» Your objective
Going through the data below, copy out each line where the word "OutputFormat" shows up.

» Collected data
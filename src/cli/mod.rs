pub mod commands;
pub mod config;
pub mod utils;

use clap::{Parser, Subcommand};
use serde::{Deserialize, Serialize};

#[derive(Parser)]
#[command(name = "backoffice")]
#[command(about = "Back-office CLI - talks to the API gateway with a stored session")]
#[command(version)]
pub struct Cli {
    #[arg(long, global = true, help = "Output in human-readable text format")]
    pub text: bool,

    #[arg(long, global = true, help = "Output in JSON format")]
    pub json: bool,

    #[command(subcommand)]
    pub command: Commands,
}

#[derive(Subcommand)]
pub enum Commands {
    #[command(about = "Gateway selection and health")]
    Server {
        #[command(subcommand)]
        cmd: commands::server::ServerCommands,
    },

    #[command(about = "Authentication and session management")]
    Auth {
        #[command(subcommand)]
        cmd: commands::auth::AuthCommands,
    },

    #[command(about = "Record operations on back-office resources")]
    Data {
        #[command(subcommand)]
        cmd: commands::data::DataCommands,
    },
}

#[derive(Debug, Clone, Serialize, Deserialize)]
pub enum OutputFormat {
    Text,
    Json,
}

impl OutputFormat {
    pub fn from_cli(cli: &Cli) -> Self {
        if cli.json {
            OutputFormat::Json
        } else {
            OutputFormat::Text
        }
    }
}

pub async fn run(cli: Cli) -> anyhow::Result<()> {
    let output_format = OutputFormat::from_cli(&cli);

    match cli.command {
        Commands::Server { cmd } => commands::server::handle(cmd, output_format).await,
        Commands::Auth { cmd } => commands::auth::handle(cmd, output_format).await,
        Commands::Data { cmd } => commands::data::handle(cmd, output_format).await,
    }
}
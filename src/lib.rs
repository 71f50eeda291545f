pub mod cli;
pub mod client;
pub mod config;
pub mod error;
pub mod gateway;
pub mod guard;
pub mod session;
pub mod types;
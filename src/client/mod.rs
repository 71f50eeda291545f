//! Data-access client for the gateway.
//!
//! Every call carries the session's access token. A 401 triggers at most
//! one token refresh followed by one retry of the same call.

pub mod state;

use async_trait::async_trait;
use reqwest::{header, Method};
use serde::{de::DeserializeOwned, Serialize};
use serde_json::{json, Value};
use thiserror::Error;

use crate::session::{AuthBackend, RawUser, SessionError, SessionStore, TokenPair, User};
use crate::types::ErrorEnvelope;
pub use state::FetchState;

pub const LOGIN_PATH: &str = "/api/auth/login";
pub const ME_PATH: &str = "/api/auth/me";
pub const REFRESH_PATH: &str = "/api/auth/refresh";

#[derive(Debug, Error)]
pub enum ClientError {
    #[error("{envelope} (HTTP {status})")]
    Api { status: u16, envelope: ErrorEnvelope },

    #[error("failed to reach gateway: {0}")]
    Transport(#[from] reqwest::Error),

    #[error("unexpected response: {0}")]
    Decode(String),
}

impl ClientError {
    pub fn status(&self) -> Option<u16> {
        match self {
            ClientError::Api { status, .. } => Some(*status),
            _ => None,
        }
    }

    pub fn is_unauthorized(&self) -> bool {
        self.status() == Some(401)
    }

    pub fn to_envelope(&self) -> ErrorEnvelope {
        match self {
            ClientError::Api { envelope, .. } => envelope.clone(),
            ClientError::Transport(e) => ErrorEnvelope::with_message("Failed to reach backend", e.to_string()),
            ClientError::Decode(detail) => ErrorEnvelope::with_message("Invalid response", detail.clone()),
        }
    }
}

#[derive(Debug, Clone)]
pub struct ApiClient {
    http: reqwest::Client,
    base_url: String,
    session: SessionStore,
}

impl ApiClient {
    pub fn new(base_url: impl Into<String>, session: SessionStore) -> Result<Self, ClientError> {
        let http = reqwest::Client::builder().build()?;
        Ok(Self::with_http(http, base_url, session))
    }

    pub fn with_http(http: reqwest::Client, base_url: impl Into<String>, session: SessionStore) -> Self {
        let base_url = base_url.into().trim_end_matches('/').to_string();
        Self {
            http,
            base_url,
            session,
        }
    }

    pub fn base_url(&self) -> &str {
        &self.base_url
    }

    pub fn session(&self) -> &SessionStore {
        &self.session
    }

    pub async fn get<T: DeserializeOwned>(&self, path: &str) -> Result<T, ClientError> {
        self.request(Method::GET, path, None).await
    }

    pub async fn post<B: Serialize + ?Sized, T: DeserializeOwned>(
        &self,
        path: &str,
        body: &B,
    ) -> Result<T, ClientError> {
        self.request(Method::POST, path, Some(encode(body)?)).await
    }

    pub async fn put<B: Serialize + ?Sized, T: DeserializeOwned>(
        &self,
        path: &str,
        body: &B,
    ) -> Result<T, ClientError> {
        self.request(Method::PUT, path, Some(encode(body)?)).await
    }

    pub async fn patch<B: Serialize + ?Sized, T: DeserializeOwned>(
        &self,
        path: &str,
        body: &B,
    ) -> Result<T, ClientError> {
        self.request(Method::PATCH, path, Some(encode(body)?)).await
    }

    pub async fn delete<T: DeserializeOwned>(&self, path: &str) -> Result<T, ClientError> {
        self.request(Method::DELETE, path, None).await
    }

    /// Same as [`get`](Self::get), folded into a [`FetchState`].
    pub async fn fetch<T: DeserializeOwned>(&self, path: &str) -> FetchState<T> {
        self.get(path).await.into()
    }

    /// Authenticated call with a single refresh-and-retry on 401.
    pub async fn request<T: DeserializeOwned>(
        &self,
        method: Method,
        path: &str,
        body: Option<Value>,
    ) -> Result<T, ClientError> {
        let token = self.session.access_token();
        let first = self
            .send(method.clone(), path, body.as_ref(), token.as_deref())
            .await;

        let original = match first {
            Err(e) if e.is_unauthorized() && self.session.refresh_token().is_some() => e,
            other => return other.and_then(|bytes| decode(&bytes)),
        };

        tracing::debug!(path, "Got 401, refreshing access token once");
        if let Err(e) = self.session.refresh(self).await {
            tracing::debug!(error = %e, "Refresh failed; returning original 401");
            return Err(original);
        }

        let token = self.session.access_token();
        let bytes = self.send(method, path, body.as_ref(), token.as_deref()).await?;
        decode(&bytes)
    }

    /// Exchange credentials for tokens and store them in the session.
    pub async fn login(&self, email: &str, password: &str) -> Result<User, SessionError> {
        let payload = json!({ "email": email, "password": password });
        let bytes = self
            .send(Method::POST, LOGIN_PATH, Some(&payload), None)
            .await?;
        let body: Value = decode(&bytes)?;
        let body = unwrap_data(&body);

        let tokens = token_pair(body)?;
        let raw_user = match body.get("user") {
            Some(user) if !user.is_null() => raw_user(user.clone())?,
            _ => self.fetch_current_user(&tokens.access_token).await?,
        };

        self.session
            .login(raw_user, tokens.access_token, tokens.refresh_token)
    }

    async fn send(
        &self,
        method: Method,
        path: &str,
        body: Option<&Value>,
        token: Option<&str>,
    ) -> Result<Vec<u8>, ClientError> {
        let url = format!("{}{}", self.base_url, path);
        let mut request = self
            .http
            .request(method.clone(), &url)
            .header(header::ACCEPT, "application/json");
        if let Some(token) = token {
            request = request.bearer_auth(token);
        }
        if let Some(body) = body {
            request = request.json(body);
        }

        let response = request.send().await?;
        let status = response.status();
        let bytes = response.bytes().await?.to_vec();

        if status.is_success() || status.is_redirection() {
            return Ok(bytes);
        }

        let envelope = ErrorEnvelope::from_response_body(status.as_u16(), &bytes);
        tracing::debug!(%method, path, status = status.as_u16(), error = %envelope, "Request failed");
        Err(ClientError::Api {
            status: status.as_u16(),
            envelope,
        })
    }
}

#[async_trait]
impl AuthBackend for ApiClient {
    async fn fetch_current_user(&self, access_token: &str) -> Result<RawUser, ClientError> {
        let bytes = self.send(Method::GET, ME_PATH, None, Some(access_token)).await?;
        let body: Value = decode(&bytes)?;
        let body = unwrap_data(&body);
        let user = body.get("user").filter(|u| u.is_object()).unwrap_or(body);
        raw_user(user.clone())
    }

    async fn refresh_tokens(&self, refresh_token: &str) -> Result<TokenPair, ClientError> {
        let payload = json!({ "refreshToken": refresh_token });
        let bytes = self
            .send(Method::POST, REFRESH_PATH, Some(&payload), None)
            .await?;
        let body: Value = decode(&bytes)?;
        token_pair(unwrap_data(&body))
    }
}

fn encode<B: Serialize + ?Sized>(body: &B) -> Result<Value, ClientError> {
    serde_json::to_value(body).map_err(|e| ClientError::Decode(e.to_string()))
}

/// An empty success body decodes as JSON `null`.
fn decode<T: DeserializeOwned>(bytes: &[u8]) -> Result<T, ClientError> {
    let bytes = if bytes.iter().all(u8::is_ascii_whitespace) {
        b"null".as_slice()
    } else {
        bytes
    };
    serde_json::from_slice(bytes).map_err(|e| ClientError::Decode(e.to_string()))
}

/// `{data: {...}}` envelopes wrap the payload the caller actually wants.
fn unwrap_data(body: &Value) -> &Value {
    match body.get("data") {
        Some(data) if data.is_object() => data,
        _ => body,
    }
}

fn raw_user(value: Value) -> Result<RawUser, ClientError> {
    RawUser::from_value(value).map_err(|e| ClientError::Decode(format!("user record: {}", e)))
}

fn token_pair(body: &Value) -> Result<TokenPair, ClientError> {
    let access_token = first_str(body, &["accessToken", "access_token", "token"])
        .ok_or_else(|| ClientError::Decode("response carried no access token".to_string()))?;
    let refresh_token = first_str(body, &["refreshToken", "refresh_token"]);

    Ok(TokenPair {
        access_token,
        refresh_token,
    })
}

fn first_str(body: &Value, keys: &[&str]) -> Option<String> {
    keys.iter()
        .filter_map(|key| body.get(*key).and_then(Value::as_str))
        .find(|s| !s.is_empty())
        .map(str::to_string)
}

» Your solution
pub enum OutputFormat {
impl OutputFormat {
            OutputFormat::Json
            OutputFormat::Text
    let output_format = OutputFormat::from_cli(&cli);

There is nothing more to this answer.